The answer must consist of each line of the records below that contains the string "ouroboros".

Supplied data:
○ ○ ○ ○ ○

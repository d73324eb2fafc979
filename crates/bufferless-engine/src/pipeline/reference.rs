//! CPU mirror of the shader math.
//!
//! These functions compute exactly what `vertex.wgsl` and `fragment.wgsl` do
//! so the formulas can be checked without a GPU.

/// Height of one blue ramp, in pixels.
pub const BAND_HEIGHT: f32 = 50.0;

/// Blue increment per pixel inside a band.
pub const BAND_STEP: f32 = 0.02;

/// Clip-space position of strip vertex `vertex_index`.
pub fn corner_position(vertex_index: u32) -> [f32; 4] {
    [
        (vertex_index % 2) as f32,
        ((vertex_index / 2) % 2) as f32,
        0.0,
        1.0,
    ]
}

/// Output colour for a fragment of triangle `primitive_index` whose
/// window-space y, measured from the bottom edge, is `frag_y`.
pub fn fragment_color(primitive_index: u32, frag_y: f32) -> [f32; 4] {
    [0.0, primitive_index as f32, band_intensity(frag_y), 1.0]
}

/// `(frag_y mod 50) * 0.02`, with GLSL `mod` semantics (floored).
pub fn band_intensity(frag_y: f32) -> f32 {
    let band = frag_y - BAND_HEIGHT * (frag_y / BAND_HEIGHT).floor();
    band * BAND_STEP
}

/// Number of triangles a strip of `vertex_count` vertices produces.
pub fn strip_triangle_count(vertex_count: u32) -> u32 {
    vertex_count.saturating_sub(2)
}

/// Vertex indices of each triangle in a strip, in submission order.
///
/// The first index of each triple is the provoking vertex, which is what a
/// flat-interpolated output carries to the fragment stage.
pub fn strip_triangles(vertex_count: u32) -> impl Iterator<Item = [u32; 3]> {
    (0..strip_triangle_count(vertex_count)).map(|i| [i, i + 1, i + 2])
}
//! Core engine-facing contracts.
//!
//! The interface between the runtime (platform loop) and the application:
//! lifecycle callbacks plus a per-frame context.

mod app;
mod ctx;

pub use app::{App, AppControl};
pub use ctx::{FrameCtx, WindowCtx};
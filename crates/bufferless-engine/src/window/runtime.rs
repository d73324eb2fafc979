use anyhow::{Context, Result};
use ouroboros::self_referencing;

use winit::application::ApplicationHandler;
use winit::dpi::LogicalSize;
use winit::event::WindowEvent;
use winit::event_loop::{ActiveEventLoop, ControlFlow, EventLoop};
use winit::window::{Window, WindowId};

use crate::core::{App, AppControl, FrameCtx, WindowCtx};
use crate::device::{Gpu, GpuInit};

use super::LoopState;

/// Window configuration.
#[derive(Debug, Clone, PartialEq)]
pub struct WindowConfig {
    pub title: String,
    pub size: LogicalSize<f64>,
}

impl WindowConfig {
    pub fn new(title: impl Into<String>, width: f64, height: f64) -> Self {
        Self {
            title: title.into(),
            size: LogicalSize::new(width, height),
        }
    }
}

impl Default for WindowConfig {
    fn default() -> Self {
        Self::new("Look Ma! No vertex buffer!", 800.0, 600.0)
    }
}

/// Entry point for the runtime.
pub struct Runtime;

impl Runtime {
    /// Opens the window, drives `app` until the window closes, and tears
    /// everything down.
    ///
    /// Returns the first error raised while creating the window or GPU
    /// context or by an app callback; `Ok` means a normal close.
    pub fn run<A>(config: WindowConfig, gpu_init: GpuInit, app: A) -> Result<()>
    where
        A: 'static + App,
    {
        let event_loop = EventLoop::new().context("failed to create winit EventLoop")?;
        let mut state = AppState::new(config, gpu_init, app);

        let result = event_loop
            .run_app(&mut state)
            .context("winit event loop terminated with error");

        let outcome = state.finish();
        result?;
        outcome
    }
}

#[self_referencing]
struct WindowEntry {
    window: Window,

    #[borrows(window)]
    #[covariant]
    gpu: Gpu<'this>,
}

struct AppState<A>
where
    A: App + 'static,
{
    config: WindowConfig,
    gpu_init: GpuInit,
    app: A,

    window: Option<WindowEntry>,
    state: LoopState,
    frames: u64,
    failure: Option<anyhow::Error>,
}

impl<A> AppState<A>
where
    A: App + 'static,
{
    fn new(config: WindowConfig, gpu_init: GpuInit, app: A) -> Self {
        Self {
            config,
            gpu_init,
            app,
            window: None,
            state: LoopState::Running,
            frames: 0,
            failure: None,
        }
    }

    fn create_window_entry(&self, event_loop: &ActiveEventLoop) -> Result<WindowEntry> {
        let attrs = Window::default_attributes()
            .with_title(self.config.title.clone())
            .with_inner_size(self.config.size);

        let window = event_loop
            .create_window(attrs)
            .context("failed to create window")?;

        log::info!(
            "window \"{}\" created ({}x{} physical)",
            self.config.title,
            window.inner_size().width,
            window.inner_size().height
        );

        let gpu_init = self.gpu_init.clone();

        WindowEntryTryBuilder {
            window,
            gpu_builder: |w| {
                pollster::block_on(Gpu::new(w, gpu_init)).context("GPU initialization failed")
            },
        }
        .try_build()
    }

    /// Runs app teardown (once) and drops the window and its GPU context.
    ///
    /// `on_shutdown` always runs before the GPU context goes away.
    fn shutdown(&mut self) {
        if self.state.request_close() {
            log::info!("closing after {} frames", self.frames);
            self.app.on_shutdown();
        }
        self.window = None;
    }

    /// Keeps the first error and shuts down.
    fn record_failure(&mut self, err: anyhow::Error) {
        log::error!("{err:#}");
        if self.failure.is_none() {
            self.failure = Some(err);
        }
        self.shutdown();
    }

    /// Books the outcome of one `on_frame` call. Returns `true` when the
    /// loop has to stop.
    fn frame_done(&mut self, result: Result<AppControl>) -> bool {
        match result {
            Ok(control) => {
                if self.frames == 0 {
                    log::debug!("first frame rendered");
                }
                self.frames += 1;
                if control == AppControl::Exit {
                    self.shutdown();
                    return true;
                }
                false
            }
            Err(err) => {
                let err = err.context(format!("frame {} failed", self.frames));
                self.record_failure(err);
                true
            }
        }
    }

    /// Final teardown once the loop has returned. A no-op shutdown after a
    /// normal close; covers the loop ending some other way.
    fn finish(mut self) -> Result<()> {
        self.shutdown();
        match self.failure.take() {
            Some(err) => Err(err),
            None => {
                log::info!("exited cleanly after {} frames", self.frames);
                Ok(())
            }
        }
    }

    fn close(&mut self, event_loop: &ActiveEventLoop) {
        self.shutdown();
        event_loop.exit();
    }

    fn fail(&mut self, event_loop: &ActiveEventLoop, err: anyhow::Error) {
        self.record_failure(err);
        event_loop.exit();
    }

    fn redraw(&mut self, event_loop: &ActiveEventLoop) {
        // Split borrows to avoid `self` capture inside `ouroboros` closures.
        let app = &mut self.app;
        let Some(entry) = self.window.as_mut() else {
            return;
        };

        let result = entry.with_mut(|fields| {
            let mut ctx = FrameCtx {
                window: WindowCtx {
                    window: fields.window,
                },
                gpu: fields.gpu,
            };
            app.on_frame(&mut ctx)
        });

        if self.frame_done(result) {
            event_loop.exit();
        }
    }
}

impl<A> ApplicationHandler for AppState<A>
where
    A: App + 'static,
{
    fn resumed(&mut self, event_loop: &ActiveEventLoop) {
        if self.window.is_some() || self.state.should_close() {
            return;
        }

        let entry = match self.create_window_entry(event_loop) {
            Ok(entry) => entry,
            Err(err) => {
                self.fail(event_loop, err);
                return;
            }
        };

        let app = &mut self.app;
        if let Err(err) = entry.with_gpu(|gpu| app.on_gpu_ready(gpu)) {
            // The entry still owns the GPU context; keep it until teardown.
            self.window = Some(entry);
            self.fail(event_loop, err);
            return;
        }

        entry.with_window(|w| w.request_redraw());
        self.window = Some(entry);
    }

    fn about_to_wait(&mut self, event_loop: &ActiveEventLoop) {
        if self.state.should_close() {
            event_loop.exit();
            return;
        }

        event_loop.set_control_flow(ControlFlow::Wait);

        // Continuous redraw; presentation (FIFO) paces the loop.
        if let Some(entry) = &self.window {
            entry.with_window(|w| w.request_redraw());
        }
    }

    fn window_event(
        &mut self,
        event_loop: &ActiveEventLoop,
        window_id: WindowId,
        event: WindowEvent,
    ) {
        if self.state.should_close() {
            event_loop.exit();
            return;
        }

        let Some(entry) = self.window.as_mut() else {
            return;
        };
        if entry.with_window(|w| w.id()) != window_id {
            return;
        }

        if self.app.on_window_event(window_id, &event) == AppControl::Exit {
            self.close(event_loop);
            return;
        }

        match event {
            WindowEvent::CloseRequested => {
                log::info!("close requested");
                self.close(event_loop);
            }

            WindowEvent::Resized(new_size) => {
                log::debug!("resized to {}x{}", new_size.width, new_size.height);
                entry.with_gpu_mut(|gpu| gpu.resize(new_size));
            }

            WindowEvent::ScaleFactorChanged { .. } => {
                let new_size = entry.with_window(|w| w.inner_size());
                entry.with_gpu_mut(|gpu| gpu.resize(new_size));
            }

            WindowEvent::RedrawRequested => self.redraw(event_loop),

            _ => {}
        }
    }
}
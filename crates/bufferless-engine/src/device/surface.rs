use winit::dpi::PhysicalSize;

use super::SurfaceErrorAction;

/// Picks the surface format.
///
/// With `prefer_srgb` the first sRGB 8-bit format wins; without it the first
/// linear 8-bit format does. Falls back to whatever the surface lists first.
pub(crate) fn choose_surface_format(
    formats: &[wgpu::TextureFormat],
    prefer_srgb: bool,
) -> Option<wgpu::TextureFormat> {
    let preferred = if prefer_srgb {
        [
            wgpu::TextureFormat::Bgra8UnormSrgb,
            wgpu::TextureFormat::Rgba8UnormSrgb,
        ]
    } else {
        [
            wgpu::TextureFormat::Bgra8Unorm,
            wgpu::TextureFormat::Rgba8Unorm,
        ]
    };

    preferred
        .into_iter()
        .find(|f| formats.contains(f))
        .or_else(|| formats.first().copied())
}

pub(crate) fn choose_alpha_mode(
    supported: &[wgpu::CompositeAlphaMode],
    requested: Option<wgpu::CompositeAlphaMode>,
) -> wgpu::CompositeAlphaMode {
    requested
        .filter(|m| supported.contains(m))
        .or_else(|| supported.first().copied())
        .unwrap_or(wgpu::CompositeAlphaMode::Auto)
}

/// Applies a new drawable size.
///
/// wgpu rejects 0x0 surfaces (minimized windows); only the stored size is
/// updated then and configuration waits for a non-zero size.
pub(crate) fn apply_resize(
    surface: &wgpu::Surface,
    device: &wgpu::Device,
    config: &mut wgpu::SurfaceConfiguration,
    size: &mut PhysicalSize<u32>,
    new_size: PhysicalSize<u32>,
) {
    *size = new_size;
    if new_size.width == 0 || new_size.height == 0 {
        return;
    }

    config.width = new_size.width;
    config.height = new_size.height;

    surface.configure(device, config);
}

pub(crate) fn classify_surface_error(err: &wgpu::SurfaceError) -> SurfaceErrorAction {
    match err {
        wgpu::SurfaceError::Lost | wgpu::SurfaceError::Outdated => SurfaceErrorAction::Reconfigured,
        wgpu::SurfaceError::OutOfMemory => SurfaceErrorAction::Fatal,
        wgpu::SurfaceError::Timeout => SurfaceErrorAction::SkipFrame,
        wgpu::SurfaceError::Other => SurfaceErrorAction::SkipFrame,
    }
}
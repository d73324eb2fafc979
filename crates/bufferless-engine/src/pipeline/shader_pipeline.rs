use super::{
    compile_stage, link_program, CompiledStage, PipelineError, ShaderProgram, StageKind,
    FRAGMENT_SOURCE, VERTEX_SOURCE,
};

enum PipelineState {
    Linked {
        vertex: CompiledStage,
        fragment: CompiledStage,
        program: ShaderProgram,
    },
    Released,
}

/// Owner of the vertex stage, fragment stage and linked program.
///
/// Created linked and current. [`release`](Self::release) frees all three;
/// after that every accessor returns [`PipelineError::Released`]. Dropping the
/// pipeline releases it too, so there is one teardown path no matter how the
/// owner exits.
pub struct ShaderPipeline {
    state: PipelineState,
    current: bool,
}

impl ShaderPipeline {
    /// Compiles and links the built-in stages for `format`.
    pub fn new(device: &wgpu::Device, format: wgpu::TextureFormat) -> Result<Self, PipelineError> {
        Self::from_sources(device, VERTEX_SOURCE, FRAGMENT_SOURCE, format)
    }

    pub fn from_sources(
        device: &wgpu::Device,
        vertex_source: &str,
        fragment_source: &str,
        format: wgpu::TextureFormat,
    ) -> Result<Self, PipelineError> {
        let vertex = compile_stage(device, StageKind::Vertex, vertex_source)?;
        let fragment = compile_stage(device, StageKind::Fragment, fragment_source)?;
        let program = link_program(device, &vertex, &fragment, format)?;

        log::info!("shader pipeline ready ({format:?})");
        Ok(Self {
            state: PipelineState::Linked {
                vertex,
                fragment,
                program,
            },
            current: true,
        })
    }

    pub fn is_released(&self) -> bool {
        matches!(self.state, PipelineState::Released)
    }

    /// Whether this program is the one subsequent draws use.
    pub fn is_current(&self) -> bool {
        self.current
    }

    pub fn program(&self) -> Result<&ShaderProgram, PipelineError> {
        match &self.state {
            PipelineState::Linked { program, .. } => Ok(program),
            PipelineState::Released => Err(PipelineError::Released),
        }
    }

    pub fn stage(&self, kind: StageKind) -> Result<&CompiledStage, PipelineError> {
        match (&self.state, kind) {
            (PipelineState::Linked { vertex, .. }, StageKind::Vertex) => Ok(vertex),
            (PipelineState::Linked { fragment, .. }, StageKind::Fragment) => Ok(fragment),
            (PipelineState::Released, _) => Err(PipelineError::Released),
        }
    }

    /// Makes the program current on `pass`.
    pub fn bind(&self, pass: &mut wgpu::RenderPass<'_>) -> Result<(), PipelineError> {
        let program = self.program()?;
        pass.set_pipeline(&program.pipeline);
        Ok(())
    }

    /// Frees the program and both stages.
    ///
    /// Returns `true` if anything was freed; a second call is a no-op.
    pub fn release(&mut self) -> bool {
        match std::mem::replace(&mut self.state, PipelineState::Released) {
            PipelineState::Linked {
                vertex,
                fragment,
                program,
            } => {
                self.current = false;
                drop(program);
                drop(vertex);
                drop(fragment);
                log::info!("shader pipeline released");
                true
            }
            PipelineState::Released => false,
        }
    }
}

impl Drop for ShaderPipeline {
    fn drop(&mut self) {
        self.release();
    }
}
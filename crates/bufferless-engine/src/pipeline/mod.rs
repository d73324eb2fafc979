//! Buffer-free shader pipeline.
//!
//! Two WGSL stages are compiled, checked against each other and linked into
//! one render pipeline that draws with no vertex or index buffer: positions
//! come from `@builtin(vertex_index)` and colours from the primitive counter
//! and fragment position.
//!
//! Stages:
//! - [`validate_stage`] parses + validates WGSL (no device needed)
//! - [`compile_stage`] additionally creates the backend shader module
//! - [`link_program`] checks the stage interface and builds the pipeline
//! - [`ShaderPipeline`] owns all three objects until [`ShaderPipeline::release`]

mod error;
mod program;
pub mod reference;
mod shader_pipeline;
mod stage;

pub use error::PipelineError;
pub use program::{check_interface, link_program, FramebufferUniform, ShaderProgram, TOPOLOGY, VERTEX_BUFFERS};
pub use shader_pipeline::ShaderPipeline;
pub use stage::{compile_stage, validate_stage, CompiledStage, StageKind, ValidatedStage};

/// Built-in vertex stage: corner positions from the vertex index.
pub const VERTEX_SOURCE: &str = include_str!("shaders/vertex.wgsl");

/// Built-in fragment stage: green from the primitive, blue bands from y.
pub const FRAGMENT_SOURCE: &str = include_str!("shaders/fragment.wgsl");
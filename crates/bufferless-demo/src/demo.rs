use anyhow::{Context, Result};
use bufferless_engine::core::{App, AppControl, FrameCtx};
use bufferless_engine::device::Gpu;
use bufferless_engine::render::{BufferlessRenderer, CLEAR_GREY};
use bufferless_engine::window::WindowConfig;

/// Fixed settings of the demo.
#[derive(Debug, Clone)]
pub struct DemoConfig {
    pub window: WindowConfig,
    pub clear: wgpu::Color,
}

impl Default for DemoConfig {
    fn default() -> Self {
        Self {
            window: WindowConfig::default(),
            clear: CLEAR_GREY,
        }
    }
}

/// Clears to grey and draws the buffer-free quad every frame.
pub struct BufferlessDemo {
    config: DemoConfig,
    renderer: Option<BufferlessRenderer>,
}

impl BufferlessDemo {
    pub fn new(config: DemoConfig) -> Self {
        Self {
            config,
            renderer: None,
        }
    }
}

impl App for BufferlessDemo {
    fn on_gpu_ready(&mut self, gpu: &Gpu<'_>) -> Result<()> {
        let renderer = BufferlessRenderer::new(gpu.device(), gpu.surface_format())
            .context("failed to build the shader pipeline")?;

        let call = renderer.draw_call();
        log::info!(
            "drawing {} vertices as {:?} ({} triangles), no vertex buffer",
            call.vertex_count,
            call.topology,
            call.triangle_count()
        );

        self.renderer = Some(renderer);
        Ok(())
    }

    fn on_frame(&mut self, ctx: &mut FrameCtx<'_, '_>) -> Result<AppControl> {
        let renderer = self
            .renderer
            .as_mut()
            .context("frame requested before the shader pipeline was built")?;

        ctx.render(self.config.clear, |rctx, target| {
            renderer.draw(rctx, target)?;
            Ok(())
        })
    }

    fn on_shutdown(&mut self) {
        if let Some(mut renderer) = self.renderer.take() {
            renderer.release();
        }
    }
}
/// Initialization parameters for the GPU layer.
#[derive(Debug, Clone)]
pub struct GpuInit {
    /// Prefer an sRGB surface format when available.
    ///
    /// Off by default: shader outputs and the clear colour are written to a
    /// linear (`Unorm`) surface untouched, the way a plain GL framebuffer
    /// behaves. Turning it on brightens mid-tones such as the 0.5 grey.
    pub prefer_srgb: bool,

    /// Present mode (swap behavior).
    ///
    /// FIFO is the only mode every backend guarantees.
    pub present_mode: wgpu::PresentMode,

    /// Optional alpha mode preference for the surface.
    ///
    /// If provided but unsupported on the current surface, a supported mode is selected.
    pub alpha_mode: Option<wgpu::CompositeAlphaMode>,

    /// Backends the instance may pick from.
    ///
    /// Defaults to the primary set (Vulkan, Metal, DX12). The fragment stage
    /// numbers triangles through a flat-interpolated vertex index, which
    /// needs the first vertex of each triangle to be the provoking one; GL
    /// drivers do not all follow that rule.
    pub backends: wgpu::Backends,

    /// Required wgpu features. The buffer-free pipeline needs none.
    pub required_features: wgpu::Features,

    /// Limits requested from the adapter/device.
    pub required_limits: wgpu::Limits,

    /// Desired maximum frame latency for the surface (a hint).
    pub desired_maximum_frame_latency: u32,
}

impl Default for GpuInit {
    fn default() -> Self {
        Self {
            prefer_srgb: false,
            present_mode: wgpu::PresentMode::Fifo,
            alpha_mode: Some(wgpu::CompositeAlphaMode::Opaque),
            backends: wgpu::Backends::PRIMARY,
            required_features: wgpu::Features::empty(),
            required_limits: wgpu::Limits::downlevel_defaults(),
            desired_maximum_frame_latency: 2,
        }
    }
}
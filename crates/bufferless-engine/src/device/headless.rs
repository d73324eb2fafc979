//! Surface-less devices for tests.

/// Requests a device with no surface attached.
///
/// Returns `None` on machines without any usable adapter (CI containers);
/// only tests that read pixels back should rely on this one.
pub(crate) fn headless_device() -> Option<(wgpu::Device, wgpu::Queue)> {
    // GL is left out: not every GLES driver honours the first-vertex
    // provoking convention the fragment stage relies on.
    let instance = wgpu::Instance::new(&wgpu::InstanceDescriptor {
        backends: wgpu::Backends::PRIMARY,
        ..Default::default()
    });

    let adapter = match pollster::block_on(instance.request_adapter(
        &wgpu::RequestAdapterOptions {
            power_preference: wgpu::PowerPreference::LowPower,
            compatible_surface: None,
            force_fallback_adapter: false,
        },
    )) {
        Ok(adapter) => adapter,
        Err(err) => {
            log::warn!("no GPU adapter available, skipping: {err}");
            return None;
        }
    };

    pollster::block_on(adapter.request_device(&test_device_descriptor()))
        .map_err(|err| log::warn!("device request failed, skipping: {err}"))
        .ok()
}

/// Device on wgpu's no-op backend.
///
/// Always available. Resource creation, validation and command recording
/// behave as on a real backend; nothing is ever rasterized.
pub(crate) fn noop_device() -> (wgpu::Device, wgpu::Queue) {
    let instance = wgpu::Instance::new(&wgpu::InstanceDescriptor {
        backends: wgpu::Backends::NOOP,
        backend_options: wgpu::BackendOptions {
            noop: wgpu::NoopBackendOptions { enable: true },
            ..Default::default()
        },
        ..Default::default()
    });

    let adapter = pollster::block_on(instance.request_adapter(&wgpu::RequestAdapterOptions::default()))
        .expect("noop adapter");
    pollster::block_on(adapter.request_device(&test_device_descriptor())).expect("noop device")
}

fn test_device_descriptor() -> wgpu::DeviceDescriptor<'static> {
    wgpu::DeviceDescriptor {
        label: Some("bufferless test device"),
        required_features: wgpu::Features::empty(),
        required_limits: wgpu::Limits::downlevel_defaults(),
        experimental_features: wgpu::ExperimentalFeatures::disabled(),
        memory_hints: wgpu::MemoryHints::default(),
        trace: wgpu::Trace::Off,
    }
}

○ ○ ○ ○ ○

Solution to the problem:
use ouroboros::self_referencing;
        // Split borrows to avoid `self` capture inside `ouroboros` closures.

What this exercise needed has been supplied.